● **EXTRACTED ENTRIES**
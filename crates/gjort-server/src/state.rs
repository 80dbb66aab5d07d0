use crate::config::ServerConfig;
use sqlx::PgPool;
use std::sync::Arc;

/// Shared application state. The pool and config are threaded through
/// here explicitly -- never globals -- so tests can build isolated
/// instances.
#[derive(Clone)]
pub struct AppState {
    pub pool: PgPool,
    pub config: Arc<ServerConfig>,
}

impl AppState {
    /// Create a new app state
    pub fn new(pool: PgPool, config: ServerConfig) -> Self {
        Self {
            pool,
            config: Arc::new(config),
        }
    }
}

● **REQUIRED ACTION**
Repeat the records above exactly.

● **ANSWER TO THE PROBLEM**
filename crates/gjort-server/src/state.rs
repository 80dbb66aab5d07d0
use crate::config::ServerConfig;
use sqlx::PgPool;
use std::sync::Arc;

/// Shared application state. The pool and config are threaded through
/// here explicitly -- never globals -- so tests can build isolated
/// instances.
#[derive(Clone)]
pub struct AppState {
    pub pool: PgPool,
    pub config: Arc<ServerConfig>,
}

impl AppState {
    /// Create a new app state
    pub fn new(pool: PgPool, config: ServerConfig) -> Self {
        Self {
            pool,
            config: Arc::new(config),
        }
    }
}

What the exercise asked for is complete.